In 1955, The Observer newspaper ran a competition for a short story set in the year 2500, which Aldiss won with a story entitled "Not For An Age". The Brightfount Diaries had been a minor success, and Faber asked Aldiss if he had any more writing that they could look at with a view to publishing. Aldiss confessed to being a science fiction author, to the delight of the publishers, who had a number of science fiction fans in high places, and so his first science fiction book, a collection of short stories entitled Space, Time and Nathaniel was published. By this time, his earnings from writing equalled the wages he got in the bookshop, so he made the decision to become a full-time writer.

He was voted the Most Promising New Author at the World Science Fiction Convention in 1958, and elected President of the British Science Fiction Association in 1960. He was the literary editor of the Oxford Mail newspaper during the 1960s. Around 1964 he and his long-time collaborator Harry Harrison started the first ever journal of science fiction criticism, Science Fiction Horizons, which during its brief span of two issues published articles and reviews by such authors as James Blish, and featured a discussion among Aldiss, C. S. Lewis, and Kingsley Amis in the first issues, and an interview with William S. Burroughs in the second.

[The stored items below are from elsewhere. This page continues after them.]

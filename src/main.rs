//! # Media Recompress - Main Entry Point
//!
//! ## Responsabilità:
//! - Parsing degli argomenti della command line con `clap`
//! - Inizializzazione del logging con `tracing` (INFO o DEBUG, `RUST_LOG` ha la precedenza)
//! - Caricamento di `CompressionSettings` (file `--config` o percorso di default)
//! - Ctrl-C inoltrato al compressor come segnale di stop
//! - Avvio del batch runner
//!
//! ## Esempio di utilizzo:
//! ```bash
//! media-recompress ~/Pictures --output ~/Pictures-small --format webp --quality 0.7
//! ```

use std::path::PathBuf;

use anyhow::Result;
use clap::Parser;
use tokio::sync::broadcast;
use tracing::{info, warn};
use tracing_subscriber::EnvFilter;

use media_recompress::json_output::JsonMessage;
use media_recompress::png::PngStrategyChoice;
use media_recompress::tools::{ToolLocator, KNOWN_TOOLS};
use media_recompress::{
    AnimationPolicy, BackendPreference, BatchOptions, BatchRunner, CompressionSettings, Compressor, MediaFormat,
    QualitySetting,
};

#[derive(Parser)]
#[command(name = "media-recompress")]
#[command(about = "Re-encode images, audio and video without ever making them bigger")]
struct Args {
    /// File or directory to process
    input: Option<PathBuf>,

    /// Output directory (if not specified, files are replaced in place)
    #[arg(short, long)]
    output: Option<PathBuf>,

    /// Target format: jpeg, png, heic, webp, avif, gif, mp4, mov, m4v, mp3, aac, m4a, opus, flac, wav
    #[arg(short, long)]
    format: Option<MediaFormat>,

    /// Normalized quality (0.1-1.0); per-format defaults when omitted
    #[arg(short, long)]
    quality: Option<f32>,

    /// Keep only the first frame of animated sources
    #[arg(long)]
    flatten_animation: bool,

    /// Backend family tried first: system or native
    #[arg(long)]
    backend: Option<BackendPreference>,

    /// PNG strategy: auto, heuristic, zopfli or quantize
    #[arg(long)]
    png_strategy: Option<PngStrategyChoice>,

    /// Settings file (JSON); defaults to the user config directory
    #[arg(short, long)]
    config: Option<PathBuf>,

    /// Dry run - don't write any file
    #[arg(long)]
    dry_run: bool,

    /// Emit JSON line events on stdout
    #[arg(long)]
    json: bool,

    /// List the external tools found and exit
    #[arg(long)]
    check_tools: bool,

    /// Verbose logging
    #[arg(short, long)]
    verbose: bool,
}

#[tokio::main]
async fn main() -> Result<()> {
    let args = Args::parse();

    let default_level = if args.verbose { "debug" } else { "info" };
    let filter = EnvFilter::try_from_default_env().unwrap_or_else(|_| EnvFilter::new(default_level));
    // JSON events own stdout
    let subscriber = tracing_subscriber::fmt()
        .with_env_filter(filter)
        .with_writer(std::io::stderr)
        .finish();
    tracing::subscriber::set_global_default(subscriber)?;

    if args.check_tools {
        println!("{}", ToolLocator::instance().report(KNOWN_TOOLS));
        return Ok(());
    }

    let json_output = args.json;
    let result = run(args).await;
    if let (true, Err(e)) = (json_output, &result) {
        JsonMessage::error(e.to_string(), e.chain().nth(1).map(|cause| cause.to_string())).emit();
    }
    result
}

async fn run(args: Args) -> Result<()> {
    let Some(input) = args.input else {
        return Err(anyhow::anyhow!("An input file or directory is required"));
    };
    if !input.exists() {
        return Err(anyhow::anyhow!("Input does not exist: {}", input.display()));
    }

    let mut settings = load_settings(args.config.as_deref()).await?;
    if let Some(strategy) = args.png_strategy {
        settings.png.strategy = strategy;
    }
    settings.validate()?;

    if let Some(quality) = args.quality {
        if !(0.0..=1.0).contains(&quality) {
            return Err(anyhow::anyhow!("Quality must be between 0.0 and 1.0"));
        }
    }

    let (stop_sender, stop_receiver) = broadcast::channel(1);
    tokio::spawn(async move {
        if tokio::signal::ctrl_c().await.is_ok() {
            warn!("⚠️  Ctrl-C received, finishing the current file");
            let _ = stop_sender.send(());
        }
    });

    let compressor = Compressor::new(settings).with_cancellation(stop_receiver);
    let options = BatchOptions {
        output_dir: args.output,
        target_format: args.format,
        quality: args.quality.map(QualitySetting::new),
        animation_policy: args.flatten_animation.then_some(AnimationPolicy::Flatten),
        backend_preference: args.backend,
        dry_run: args.dry_run,
        json_output: args.json,
    };

    let stats = BatchRunner::new(compressor, options).run(&input).await?;
    if stats.items_failed > 0 {
        warn!("{} files failed", stats.items_failed);
    }
    Ok(())
}

async fn load_settings(path: Option<&std::path::Path>) -> Result<CompressionSettings> {
    let path = match path {
        Some(path) => {
            if !path.exists() {
                return Err(anyhow::anyhow!("Settings file does not exist: {}", path.display()));
            }
            path.to_path_buf()
        }
        None => match CompressionSettings::default_path() {
            Some(path) => path,
            None => return Ok(CompressionSettings::default()),
        },
    };
    info!("Loading settings from {}", path.display());
    CompressionSettings::from_file(&path).await
}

Besides his own writings, he has had great success as an anthologist. For Faber he edited Introducing SF, a collection of stories typifying various themes of science fiction, and Best Fantasy Stories. In 1961 he edited an anthology of reprinted short science fiction for the British paperback publisher Penguin Books under the title Penguin Science Fiction. This was remarkably successful, going into numerous reprints, and was followed up by two further anthologies, More Penguin Science Fiction (1963), and Yet More Penguin Science Fiction (1964). The later anthologies enjoyed the same success as the first, and all three were eventually published together as The Penguin Science Fiction Omnibus (1973), which also went into a number of reprints. In the 1970s, he produced several large collections of classic grand-scale science fiction, under the titles Space Opera (1974), Space Odysseys (1975), Galactic Empires (1976), Evil Earths (1976), and Perilous Planets (1978) which were quite successful. Around this time, he edited a large-format volume Science Fiction Art (1975), with selections of artwork from the magazines and pulps.

In response to the results from the planetary probes of the 1960s and 1970s, which showed that Venus was completely unlike the hot, tropical jungle usually depicted in science fiction, he and Harry Harrison edited an anthology Farewell, Fantastic Venus!, reprinting stories based on the pre-probe ideas of Venus. He also edited, with Harrison, a series of anthologies The Year's Best Science Fiction (1968-1976?)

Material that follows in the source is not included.